The moment I saw the article in the Journal of the American Medical Association (JAMA), in which a group of cholesterol research physicians from Greece tell the world that fish oil supplements don’t prevent heart disease, I knew I’d be receiving calls and e-mails asking about it. I wasn’t mistaken. Any reasonable person would leap at the chance to save a few bucks, take two fewer pills, and put an end to that occasional fishy burp.
The short answer to this JAMA research? If I were you, I’d keep taking my fish oil and stop reading now. And if you’re upset that your brand has a fishy burp effect, go upscale. Your omega-3s might be super-cheap at Sam’s Club, but just like paint and tires with fish oil you get what you pay for.

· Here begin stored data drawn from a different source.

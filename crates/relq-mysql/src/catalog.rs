//! Schema reflection from `information_schema`.
//!
//! InnoDB's `TABLE_ID` identifies a table and `ORDINAL_POSITION` a column
//! within it, so a `(table_id, attnum)` pair stays stable for as long as the
//! table is not rebuilt.
//!
//! Only tables `INNODB_TABLES` lists under their plain `schema/table` name
//! are reflected. Other engines, and names InnoDB stores encoded (e.g.
//! `my@002dtable` for `my-table`), have no id here; [`MySqlSchemaSnapshot::load`]
//! logs a warning for each such table.

use std::collections::{BTreeMap, HashMap};
use std::time::Instant;

use relq_core::{
    ColumnDescriptor, ColumnRef, ForeignKey, RelqError, Result, StaticCatalog, TableDescriptor,
    TableId, TableReflector,
};
use relq_shared::QueryMetrics;
use sqlx::{MySql, Pool, Row};
use tracing::{info, instrument, warn};

const COLUMNS_QUERY: &str = "\
SELECT CAST(t.TABLE_ID AS UNSIGNED) AS table_id, \
       CAST(c.TABLE_NAME AS CHAR) AS table_name, \
       CAST(c.COLUMN_NAME AS CHAR) AS column_name, \
       CAST(c.ORDINAL_POSITION AS UNSIGNED) AS attnum, \
       CAST(c.DATA_TYPE AS CHAR) AS data_type, \
       CAST(c.IS_NULLABLE AS CHAR) AS is_nullable, \
       CAST(c.COLUMN_KEY AS CHAR) AS column_key \
FROM information_schema.COLUMNS c \
JOIN information_schema.INNODB_TABLES t ON t.NAME = CONCAT(c.TABLE_SCHEMA, '/', c.TABLE_NAME) \
WHERE c.TABLE_SCHEMA = ? \
ORDER BY t.TABLE_ID, c.ORDINAL_POSITION";

const TABLES_QUERY: &str = "\
SELECT CAST(TABLE_NAME AS CHAR) AS table_name \
FROM information_schema.TABLES \
WHERE TABLE_SCHEMA = ? AND TABLE_TYPE = 'BASE TABLE'";

const FOREIGN_KEYS_QUERY: &str = "\
SELECT CAST(k.TABLE_NAME AS CHAR) AS table_name, \
       CAST(k.COLUMN_NAME AS CHAR) AS column_name, \
       CAST(k.REFERENCED_TABLE_NAME AS CHAR) AS referenced_table, \
       CAST(k.REFERENCED_COLUMN_NAME AS CHAR) AS referenced_column \
FROM information_schema.KEY_COLUMN_USAGE k \
WHERE k.TABLE_SCHEMA = ? \
  AND k.REFERENCED_TABLE_SCHEMA = k.TABLE_SCHEMA \
  AND k.REFERENCED_TABLE_NAME IS NOT NULL";

/// One row of [`COLUMNS_QUERY`].
#[derive(Debug, Clone, PartialEq)]
pub struct ColumnRow {
    pub table_id: TableId,
    pub table_name: String,
    pub column_name: String,
    pub attnum: u32,
    pub data_type: String,
    pub nullable: bool,
    pub primary_key: bool,
}

/// One row of [`FOREIGN_KEYS_QUERY`].
#[derive(Debug, Clone, PartialEq)]
pub struct ForeignKeyRow {
    pub table_name: String,
    pub column_name: String,
    pub referenced_table: String,
    pub referenced_column: String,
}

/// Point-in-time copy of one schema's table definitions.
///
/// Loading is async and happens once; reflection afterwards is served from
/// memory. Reload after DDL, together with a fresh `Metadata` handle.
#[derive(Debug, Clone)]
pub struct MySqlSchemaSnapshot {
    schema: String,
    catalog: StaticCatalog,
}

impl MySqlSchemaSnapshot {
    #[instrument(skip(pool))]
    pub async fn load(pool: &Pool<MySql>, schema: &str) -> Result<Self> {
        let started = Instant::now();

        let columns = sqlx::query(COLUMNS_QUERY)
            .bind(schema)
            .fetch_all(pool)
            .await
            .map_err(|e| RelqError::Database(format!("Failed to read columns: {}", e)))?
            .iter()
            .map(|row| -> std::result::Result<ColumnRow, sqlx::Error> {
                Ok(ColumnRow {
                    table_id: row.try_get::<u64, _>("table_id")?,
                    table_name: row.try_get("table_name")?,
                    column_name: row.try_get("column_name")?,
                    attnum: u32::try_from(row.try_get::<u64, _>("attnum")?)
                        .map_err(|e| sqlx::Error::Decode(Box::new(e)))?,
                    data_type: row.try_get("data_type")?,
                    nullable: row.try_get::<String, _>("is_nullable")? == "YES",
                    primary_key: row.try_get::<String, _>("column_key")? == "PRI",
                })
            })
            .collect::<std::result::Result<Vec<_>, _>>()
            .map_err(|e| RelqError::Database(format!("Failed to decode columns: {}", e)))?;

        let foreign_keys = sqlx::query(FOREIGN_KEYS_QUERY)
            .bind(schema)
            .fetch_all(pool)
            .await
            .map_err(|e| RelqError::Database(format!("Failed to read foreign keys: {}", e)))?
            .iter()
            .map(|row| -> std::result::Result<ForeignKeyRow, sqlx::Error> {
                Ok(ForeignKeyRow {
                    table_name: row.try_get("table_name")?,
                    column_name: row.try_get("column_name")?,
                    referenced_table: row.try_get("referenced_table")?,
                    referenced_column: row.try_get("referenced_column")?,
                })
            })
            .collect::<std::result::Result<Vec<_>, _>>()
            .map_err(|e| RelqError::Database(format!("Failed to decode foreign keys: {}", e)))?;

        let base_tables = sqlx::query(TABLES_QUERY)
            .bind(schema)
            .fetch_all(pool)
            .await
            .map_err(|e| RelqError::Database(format!("Failed to read tables: {}", e)))?
            .iter()
            .map(|row| row.try_get::<String, _>("table_name"))
            .collect::<std::result::Result<Vec<_>, _>>()
            .map_err(|e| RelqError::Database(format!("Failed to decode tables: {}", e)))?;

        let snapshot = Self::from_rows(schema, columns, foreign_keys);
        for table in snapshot.missing_tables(&base_tables) {
            warn!(
                schema,
                table = %table,
                "table has no InnoDB id and is left out of the snapshot"
            );
        }
        let tables = snapshot.catalog.table_ids().len();
        QueryMetrics::tables_reflected(tables, started.elapsed());
        info!(schema, tables, "schema snapshot loaded");
        Ok(snapshot)
    }

    /// Assemble table descriptors from raw `information_schema` rows.
    ///
    /// Foreign keys whose columns cannot be matched are skipped.
    pub fn from_rows(schema: &str, columns: Vec<ColumnRow>, foreign_keys: Vec<ForeignKeyRow>) -> Self {
        let mut tables: BTreeMap<TableId, TableDescriptor> = BTreeMap::new();
        for row in columns {
            tables
                .entry(row.table_id)
                .or_insert_with(|| TableDescriptor {
                    id: row.table_id,
                    schema: Some(schema.to_string()),
                    name: row.table_name.clone(),
                    columns: Vec::new(),
                    foreign_keys: Vec::new(),
                })
                .columns
                .push(ColumnDescriptor {
                    attnum: row.attnum,
                    name: row.column_name,
                    data_type: row.data_type,
                    nullable: row.nullable,
                    primary_key: row.primary_key,
                });
        }

        let by_name: HashMap<String, TableId> =
            tables.values().map(|t| (t.name.clone(), t.id)).collect();
        let locate = |tables: &BTreeMap<TableId, TableDescriptor>, table: &str, column: &str| {
            let id = *by_name.get(table)?;
            let attnum = tables.get(&id)?.column_by_name(column)?.attnum;
            Some(ColumnRef::new(id, attnum))
        };

        for fk in foreign_keys {
            let source = locate(&tables, &fk.table_name, &fk.column_name);
            let target = locate(&tables, &fk.referenced_table, &fk.referenced_column);
            match (source, target) {
                (Some(source), Some(referenced)) => {
                    if let Some(table) = tables.get_mut(&source.table_id) {
                        table.foreign_keys.push(ForeignKey {
                            attnum: source.attnum,
                            referenced,
                        });
                    }
                }
                _ => warn!(
                    table = %fk.table_name,
                    column = %fk.column_name,
                    "skipping unresolvable foreign key"
                ),
            }
        }

        Self {
            schema: schema.to_string(),
            catalog: StaticCatalog::from(tables.into_values().collect::<Vec<_>>()),
        }
    }

    pub fn schema(&self) -> &str {
        &self.schema
    }

    /// Names in `base_tables` the snapshot has no descriptor for.
    pub fn missing_tables<'a>(&self, base_tables: &'a [String]) -> Vec<&'a str> {
        base_tables
            .iter()
            .map(String::as_str)
            .filter(|name| self.table_id(name).is_none())
            .collect()
    }

    /// Id of the table called `name`, if the schema has one.
    pub fn table_id(&self, name: &str) -> Option<TableId> {
        self.catalog
            .table_ids()
            .into_iter()
            .find(|id| matches!(self.catalog.reflect_table(*id), Ok(t) if t.name == name))
    }
}

impl TableReflector for MySqlSchemaSnapshot {
    fn reflect_table(&self, table_id: TableId) -> Result<TableDescriptor> {
        self.catalog.reflect_table(table_id)
    }

    fn table_ids(&self) -> Vec<TableId> {
        self.catalog.table_ids()
    }
}
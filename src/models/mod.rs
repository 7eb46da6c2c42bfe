//! Data models for accounts, copy relationships, trades, and orders.

mod account;
mod order;
mod relationship;
mod snapshot;
mod trade;

pub use account::{Account, AccountId};
pub use order::{Order, OrderKind};
pub use relationship::{CopyRelationship, RelationshipPayload};
pub use snapshot::LiveTradeSnapshot;
pub use trade::{Trade, TradeSide};
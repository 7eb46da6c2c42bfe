//! Client for the accounts API: account lists, copy relationships, and live
//! trade/order snapshots.

use std::time::Duration;

use anyhow::{Context, Result};
use reqwest::Client;
use serde::de::DeserializeOwned;
use tracing::debug;

use crate::config::DeskConfig;
use crate::models::{Account, AccountId, LiveTradeSnapshot, RelationshipPayload};

use super::types::AccountsResponse;

/// Read-only client for the accounts collaborator.
pub struct AccountsClient {
    client: Client,
    base_url: String,
}

impl AccountsClient {
    /// Create a client from desk configuration.
    pub fn new(config: &DeskConfig) -> Result<Self> {
        let client = Client::builder()
            .timeout(Duration::from_secs(config.request_timeout_secs))
            .build()
            .context("Failed to create HTTP client")?;

        Ok(Self {
            client,
            base_url: config.api_url.trim_end_matches('/').to_string(),
        })
    }

    /// Fetch all accounts visible to the user.
    pub async fn get_accounts(&self) -> Result<Vec<Account>> {
        let response: AccountsResponse = self.get_json("/accounts", "accounts").await?;
        Ok(response.into_accounts())
    }

    /// Fetch the copy relationship payload.
    pub async fn get_relationships(&self) -> Result<RelationshipPayload> {
        self.get_json("/copier_accounts", "relationships").await
    }

    /// Fetch the current open trades and orders of one account.
    pub async fn get_live_snapshot(&self, account_id: AccountId) -> Result<LiveTradeSnapshot> {
        let path = format!("/accounts/{}/live", account_id);
        self.get_json(&path, "live snapshot").await
    }

    fn endpoint(&self, path: &str) -> String {
        format!("{}{}", self.base_url, path)
    }

    async fn get_json<T: DeserializeOwned>(&self, path: &str, what: &str) -> Result<T> {
        let url = self.endpoint(path);
        debug!(url = %url, "Fetching {}", what);

        let response = self
            .client
            .get(&url)
            .send()
            .await
            .with_context(|| format!("Failed to fetch {}", what))?;

        if !response.status().is_success() {
            let status = response.status();
            let body = response.text().await.unwrap_or_default();
            anyhow::bail!("{} request failed: {} - {}", what, status, body);
        }

        response
            .json()
            .await
            .with_context(|| format!("Failed to parse {} response", what))
    }
}
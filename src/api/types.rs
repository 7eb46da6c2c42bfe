//! Response shapes of the accounts API.

use serde::Deserialize;

use crate::models::Account;

/// `/accounts` returns either a bare array or an object wrapping one.
#[derive(Debug, Clone, Deserialize)]
#[serde(untagged)]
pub enum AccountsResponse {
    List(Vec<Account>),
    Wrapped {
        #[serde(default)]
        accounts: Vec<Account>,
    },
}

impl AccountsResponse {
    pub fn into_accounts(self) -> Vec<Account> {
        match self {
            AccountsResponse::List(accounts) => accounts,
            AccountsResponse::Wrapped { accounts } => accounts,
        }
    }
}
//! Pending order record pushed by the trade feed.

use rust_decimal::Decimal;
use serde::{Deserialize, Serialize};

use super::trade::TradeSide;

/// Kind of a pending order.
#[derive(Debug, Clone, Copy, PartialEq, Eq, Serialize, Deserialize)]
#[serde(rename_all = "SCREAMING_SNAKE_CASE")]
pub enum OrderKind {
    #[serde(alias = "market")]
    Market,
    #[serde(alias = "limit")]
    Limit,
    #[serde(alias = "stop")]
    Stop,
    #[serde(alias = "stop_limit")]
    StopLimit,
}

/// Open pending order on one instrument.
#[derive(Debug, Clone, PartialEq, Serialize, Deserialize)]
pub struct Order {
    #[serde(alias = "ticket")]
    pub order_id: i64,

    pub symbol: String,

    pub side: TradeSide,

    #[serde(alias = "type", alias = "order_type")]
    pub kind: OrderKind,

    /// Unsigned order size in lots
    #[serde(alias = "volume", alias = "lots")]
    pub quantity: Decimal,

    /// Trigger or limit price
    #[serde(default)]
    pub price: Decimal,
}

impl Order {
    #[cfg(test)]
    pub fn new(
        order_id: i64,
        symbol: impl Into<String>,
        side: TradeSide,
        kind: OrderKind,
        quantity: Decimal,
        price: Decimal,
    ) -> Self {
        Self {
            order_id,
            symbol: symbol.into(),
            side,
            kind,
            quantity,
            price,
        }
    }

    pub fn signed_quantity(&self) -> Decimal {
        self.side.signed(self.quantity)
    }
}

For the long answer regarding this fish oil research, you need to know more about the study itself, randomized clinical trials (RCTs), and evidence-based medicine (EBM). You may want to leave this acronym-filled forest while you’re ahead.
The JAMA article was based on what’s called a meta-analysis. A research paper like this doesn’t offer anything original, instead analyzing numerous older papers on the subject and then looking for trends and outcomes and drawing conclusions from them.
Each of the studies reviewed for this meta-analysis contained some variation of that alleged chestnut of medical research–the RCT, dubbed the “gold standard” by doctors who make millions conducting them. Here’s how an RCT works: let’s say you’re testing a new drug. You select a group of patients who have certain factors in common. For a new drug, that would be patients with the same disease. On the other hand, an RCT looking at prevention, such as “effects of exercise on health,” works with a healthy population.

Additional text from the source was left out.